How to cite this article:
Solanki R K, Singh P, Khandelwal R, Midha A. Efficacy and tolerability of injectable sodium valproate in patients with mania . Indian J Psychiatry 2006;48:118-20

How to cite this URL:
Solanki R K, Singh P, Khandelwal R, Midha A. Efficacy and tolerability of injectable sodium valproate in patients with mania . Indian J Psychiatry [serial online] 2006 [cited 2021 May 11];48:118-20. Available from:

   Introduction Top

Acute manic excitement is disturbing for patients, their relatives and society. Rapid resolution of acute manic episodes can reduce the substantial personal and economic burden on patients, their relatives and society.

Treatment of bipolar disorder includes anticonvulsants and antipsychotics.[1],[2],[3],[4],[5] Conventional neuroleptics such as haloperidol and chlorpromazine and novel antipsychotics such as risperidone, olanzapine and ziprasidon are effective in treating acute mania.[1],[4],[6] The efficacy of neuroleptics in treating manic symptoms is related to their D 2 receptor blockade, while the efficacy of mood stabilizers is related to their own specific mechanism such as blockage of synthesis of IP 3 with lithium, and that of the GABAergic system with sodium valproate.[4],[5],[7],[8]

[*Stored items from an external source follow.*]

use std::collections::HashMap;
use std::sync::RwLock;

use crate::error::{QuorumError, Result};
use crate::store::{Mutation, RawRecord, StoreBackend, Table};

#[derive(Default)]
struct TableData {
    rows: HashMap<String, RawRecord>,
    order: Vec<String>,
}

/// Plaintext in-process backend. One write lock covers a whole batch,
/// which is what makes multi-record compare-and-swap atomic.
#[derive(Default)]
pub struct MemoryBackend {
    tables: RwLock<HashMap<Table, TableData>>,
}

impl MemoryBackend {
    pub fn new() -> Self {
        Self::default()
    }
}

fn poisoned() -> QuorumError {
    QuorumError::Store("Store lock poisoned".to_string())
}

impl StoreBackend for MemoryBackend {
    fn get(&self, table: Table, id: &str) -> Result<Option<RawRecord>> {
        let tables = self.tables.read().map_err(|_| poisoned())?;
        Ok(tables.get(&table).and_then(|t| t.rows.get(id)).cloned())
    }

    fn ids(&self, table: Table) -> Result<Vec<String>> {
        let tables = self.tables.read().map_err(|_| poisoned())?;
        Ok(tables.get(&table).map(|t| t.order.clone()).unwrap_or_default())
    }

    fn apply(&self, batch: Vec<Mutation>) -> Result<()> {
        let mut tables = self.tables.write().map_err(|_| poisoned())?;

        // Validate the whole batch before touching anything.
        let mut pending: HashMap<(Table, &str), u64> = HashMap::new();
        for mutation in &batch {
            match mutation {
                Mutation::Insert { table, id, .. } => {
                    let taken = pending.contains_key(&(*table, id.as_str()))
                        || tables.get(table).is_some_and(|t| t.rows.contains_key(id));
                    if taken {
                        return Err(QuorumError::Duplicate(format!("{table} {id} already exists")));
                    }
                    pending.insert((*table, id.as_str()), 1);
                }
                Mutation::Swap {
                    table,
                    id,
                    expected_version,
                    ..
                } => {
                    let current = pending.get(&(*table, id.as_str())).copied().or_else(|| {
                        tables
                            .get(table)
                            .and_then(|t| t.rows.get(id))
                            .map(|r| r.version)
                    });
                    match current {
                        None => {
                            return Err(QuorumError::Store(format!("{table} {id} does not exist")));
                        }
                        Some(v) if v != *expected_version => {
                            return Err(QuorumError::Conflict(format!(
                                "{table} {id} is at version {v}, expected {expected_version}"
                            )));
                        }
                        Some(v) => {
                            pending.insert((*table, id.as_str()), v + 1);
                        }
                    }
                }
            }
        }
        drop(pending);

        for mutation in batch {
            match mutation {
                Mutation::Insert { table, id, bytes } => {
                    let data = tables.entry(table).or_default();
                    data.order.push(id.clone());
                    data.rows.insert(id, RawRecord { version: 1, bytes });
                }
                Mutation::Swap {
                    table,
                    id,
                    expected_version,
                    bytes,
                } => {
                    let data = tables.entry(table).or_default();
                    data.rows.insert(
                        id,
                        RawRecord {
                            version: expected_version + 1,
                            bytes,
                        },
                    );
                }
            }
        }
        Ok(())
    }
}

In the USA, the anticonvulsant divalproex sodium is widely used because of its proven antimanic activity and evidence of long-term protective effect against recurrence of bipolar disorder. Its effects are dependent on the dose and serum concentration.[2],[4],[8]. To exert an antimanic effect, the plasma therapeutic level should be in the range of 45-150 mg/L.[9] It has been claimed that rapid resolution of manic symptoms can be achieved with a loading dose of 20 mg/kg/day, which starts after 5 days of therapy.[10] Due to gastrointestinal intolerance and poor compliance in some of the acutely ill patients it was not possible to administer an oral loading dose, hence the injectable route was used.[10],[11],[12]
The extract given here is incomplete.